| Exercise brief |
Your response should consist of one number, the count of lines below that contain "Dropping".

Stored data
-*-

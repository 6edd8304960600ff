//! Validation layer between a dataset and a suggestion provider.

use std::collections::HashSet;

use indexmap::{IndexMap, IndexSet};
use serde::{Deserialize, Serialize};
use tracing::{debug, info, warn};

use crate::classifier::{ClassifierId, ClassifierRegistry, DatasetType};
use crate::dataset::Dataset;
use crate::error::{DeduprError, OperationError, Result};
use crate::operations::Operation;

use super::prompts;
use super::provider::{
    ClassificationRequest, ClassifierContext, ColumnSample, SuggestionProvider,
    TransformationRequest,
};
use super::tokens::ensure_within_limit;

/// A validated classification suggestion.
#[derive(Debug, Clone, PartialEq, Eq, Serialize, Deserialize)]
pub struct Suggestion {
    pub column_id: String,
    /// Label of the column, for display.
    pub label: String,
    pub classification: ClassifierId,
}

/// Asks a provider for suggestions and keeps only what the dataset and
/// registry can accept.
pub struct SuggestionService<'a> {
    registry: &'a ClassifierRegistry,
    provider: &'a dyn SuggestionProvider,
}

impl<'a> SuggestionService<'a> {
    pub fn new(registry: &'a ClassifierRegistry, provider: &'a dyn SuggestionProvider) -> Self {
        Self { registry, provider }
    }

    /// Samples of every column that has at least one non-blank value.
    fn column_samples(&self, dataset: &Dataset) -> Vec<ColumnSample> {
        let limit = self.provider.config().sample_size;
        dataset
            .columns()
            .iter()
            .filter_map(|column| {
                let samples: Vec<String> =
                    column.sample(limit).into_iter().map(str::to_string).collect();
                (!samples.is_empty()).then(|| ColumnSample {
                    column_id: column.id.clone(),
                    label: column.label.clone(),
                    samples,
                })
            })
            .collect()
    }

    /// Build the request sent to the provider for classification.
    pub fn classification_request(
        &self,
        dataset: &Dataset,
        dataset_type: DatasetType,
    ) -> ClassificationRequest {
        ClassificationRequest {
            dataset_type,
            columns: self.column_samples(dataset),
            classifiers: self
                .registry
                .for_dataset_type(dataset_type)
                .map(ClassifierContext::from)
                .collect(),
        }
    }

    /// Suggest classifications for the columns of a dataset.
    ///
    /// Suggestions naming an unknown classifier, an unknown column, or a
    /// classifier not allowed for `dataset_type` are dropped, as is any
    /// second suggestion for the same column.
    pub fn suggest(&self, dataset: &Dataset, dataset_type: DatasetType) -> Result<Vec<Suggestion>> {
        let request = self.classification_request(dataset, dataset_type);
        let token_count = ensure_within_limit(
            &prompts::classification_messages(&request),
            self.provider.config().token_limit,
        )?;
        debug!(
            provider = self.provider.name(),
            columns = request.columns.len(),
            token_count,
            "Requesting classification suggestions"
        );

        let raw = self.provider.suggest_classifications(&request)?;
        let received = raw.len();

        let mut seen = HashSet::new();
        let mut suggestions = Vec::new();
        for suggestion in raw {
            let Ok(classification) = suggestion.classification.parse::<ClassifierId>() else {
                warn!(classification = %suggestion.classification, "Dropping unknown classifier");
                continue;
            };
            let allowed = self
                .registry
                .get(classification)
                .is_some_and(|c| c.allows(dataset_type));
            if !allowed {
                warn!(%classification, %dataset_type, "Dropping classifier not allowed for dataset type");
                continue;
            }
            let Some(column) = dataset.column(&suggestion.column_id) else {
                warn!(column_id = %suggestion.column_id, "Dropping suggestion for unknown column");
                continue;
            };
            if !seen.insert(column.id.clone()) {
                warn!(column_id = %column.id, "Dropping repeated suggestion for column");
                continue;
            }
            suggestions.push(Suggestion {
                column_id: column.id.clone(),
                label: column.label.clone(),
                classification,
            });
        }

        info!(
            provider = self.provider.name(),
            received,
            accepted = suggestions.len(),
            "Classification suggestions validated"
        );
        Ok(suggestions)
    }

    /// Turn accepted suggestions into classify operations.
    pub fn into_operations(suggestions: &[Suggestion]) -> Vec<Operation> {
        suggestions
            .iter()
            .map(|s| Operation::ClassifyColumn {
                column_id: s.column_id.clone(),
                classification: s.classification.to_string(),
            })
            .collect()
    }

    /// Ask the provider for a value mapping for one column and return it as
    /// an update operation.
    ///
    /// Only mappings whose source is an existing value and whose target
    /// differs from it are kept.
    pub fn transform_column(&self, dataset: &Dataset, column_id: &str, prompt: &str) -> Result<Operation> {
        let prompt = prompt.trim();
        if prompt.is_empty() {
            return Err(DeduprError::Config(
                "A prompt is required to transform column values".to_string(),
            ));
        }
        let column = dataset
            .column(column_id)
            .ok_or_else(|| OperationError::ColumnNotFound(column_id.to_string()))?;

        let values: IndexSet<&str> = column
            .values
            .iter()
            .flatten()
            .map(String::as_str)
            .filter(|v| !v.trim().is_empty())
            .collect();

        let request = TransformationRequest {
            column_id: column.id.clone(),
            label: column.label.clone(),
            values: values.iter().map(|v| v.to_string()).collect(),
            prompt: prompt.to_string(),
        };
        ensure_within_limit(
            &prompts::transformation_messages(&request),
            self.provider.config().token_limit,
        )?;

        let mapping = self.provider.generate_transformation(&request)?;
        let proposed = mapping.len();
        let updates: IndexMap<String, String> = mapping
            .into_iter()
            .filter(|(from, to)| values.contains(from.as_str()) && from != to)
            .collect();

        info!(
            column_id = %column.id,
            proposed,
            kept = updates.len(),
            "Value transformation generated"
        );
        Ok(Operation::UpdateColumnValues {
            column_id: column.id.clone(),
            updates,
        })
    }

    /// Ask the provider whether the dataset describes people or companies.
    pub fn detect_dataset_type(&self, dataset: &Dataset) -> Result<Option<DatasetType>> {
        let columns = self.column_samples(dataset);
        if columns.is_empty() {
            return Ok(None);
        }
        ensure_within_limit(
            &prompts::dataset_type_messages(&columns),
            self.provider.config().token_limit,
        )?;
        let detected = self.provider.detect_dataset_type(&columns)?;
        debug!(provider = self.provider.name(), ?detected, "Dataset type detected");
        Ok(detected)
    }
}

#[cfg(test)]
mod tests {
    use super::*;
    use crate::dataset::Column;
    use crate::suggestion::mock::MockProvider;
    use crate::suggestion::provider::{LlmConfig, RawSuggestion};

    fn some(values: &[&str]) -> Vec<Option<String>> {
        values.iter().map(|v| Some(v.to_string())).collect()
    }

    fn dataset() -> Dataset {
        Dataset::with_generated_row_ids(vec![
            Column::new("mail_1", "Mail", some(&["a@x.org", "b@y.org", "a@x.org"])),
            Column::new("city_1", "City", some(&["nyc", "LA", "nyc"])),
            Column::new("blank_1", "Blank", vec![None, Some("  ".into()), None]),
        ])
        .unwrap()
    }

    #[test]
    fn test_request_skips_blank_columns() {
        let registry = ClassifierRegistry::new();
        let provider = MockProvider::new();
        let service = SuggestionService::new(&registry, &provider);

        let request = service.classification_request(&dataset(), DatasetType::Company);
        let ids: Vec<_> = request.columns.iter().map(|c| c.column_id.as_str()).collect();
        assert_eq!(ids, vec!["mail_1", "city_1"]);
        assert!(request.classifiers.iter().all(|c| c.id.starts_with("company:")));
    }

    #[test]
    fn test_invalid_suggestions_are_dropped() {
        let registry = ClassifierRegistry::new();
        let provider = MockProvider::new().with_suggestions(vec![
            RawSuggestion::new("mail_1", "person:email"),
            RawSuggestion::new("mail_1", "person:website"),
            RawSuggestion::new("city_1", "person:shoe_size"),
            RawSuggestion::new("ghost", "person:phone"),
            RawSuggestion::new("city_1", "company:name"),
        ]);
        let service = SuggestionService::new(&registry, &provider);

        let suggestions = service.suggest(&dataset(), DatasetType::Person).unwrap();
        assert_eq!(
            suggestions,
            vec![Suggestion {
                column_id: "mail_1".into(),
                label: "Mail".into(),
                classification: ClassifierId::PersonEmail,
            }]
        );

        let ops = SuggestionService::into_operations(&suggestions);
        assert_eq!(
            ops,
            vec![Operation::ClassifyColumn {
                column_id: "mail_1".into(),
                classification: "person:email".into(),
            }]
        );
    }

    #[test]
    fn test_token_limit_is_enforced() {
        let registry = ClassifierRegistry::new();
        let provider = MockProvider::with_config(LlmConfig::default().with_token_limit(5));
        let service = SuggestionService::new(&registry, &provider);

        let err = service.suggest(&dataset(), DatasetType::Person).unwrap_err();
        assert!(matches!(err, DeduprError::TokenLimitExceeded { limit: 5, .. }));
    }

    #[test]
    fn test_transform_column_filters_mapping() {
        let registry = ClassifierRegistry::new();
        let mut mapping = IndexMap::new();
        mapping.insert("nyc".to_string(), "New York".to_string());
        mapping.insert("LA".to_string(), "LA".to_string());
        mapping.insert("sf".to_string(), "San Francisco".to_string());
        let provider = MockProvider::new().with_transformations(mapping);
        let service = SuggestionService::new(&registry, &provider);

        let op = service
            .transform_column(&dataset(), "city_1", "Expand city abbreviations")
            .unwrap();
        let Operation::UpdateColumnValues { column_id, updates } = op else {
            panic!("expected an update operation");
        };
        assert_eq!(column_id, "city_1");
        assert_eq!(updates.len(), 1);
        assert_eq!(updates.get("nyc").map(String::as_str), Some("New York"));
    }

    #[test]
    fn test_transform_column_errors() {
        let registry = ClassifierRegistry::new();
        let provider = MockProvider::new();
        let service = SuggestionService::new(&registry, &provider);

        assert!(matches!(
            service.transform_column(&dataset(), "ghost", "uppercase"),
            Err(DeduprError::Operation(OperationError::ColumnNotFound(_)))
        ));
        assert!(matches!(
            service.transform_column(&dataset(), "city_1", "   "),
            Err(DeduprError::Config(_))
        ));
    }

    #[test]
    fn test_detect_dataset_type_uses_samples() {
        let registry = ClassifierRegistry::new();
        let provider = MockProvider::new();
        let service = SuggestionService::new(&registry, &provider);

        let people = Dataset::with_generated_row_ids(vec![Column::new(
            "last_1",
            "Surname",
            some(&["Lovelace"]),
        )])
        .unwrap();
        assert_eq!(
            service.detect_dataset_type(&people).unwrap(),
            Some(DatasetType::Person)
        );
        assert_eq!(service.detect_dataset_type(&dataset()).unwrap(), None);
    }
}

-*-

| Answer below |
4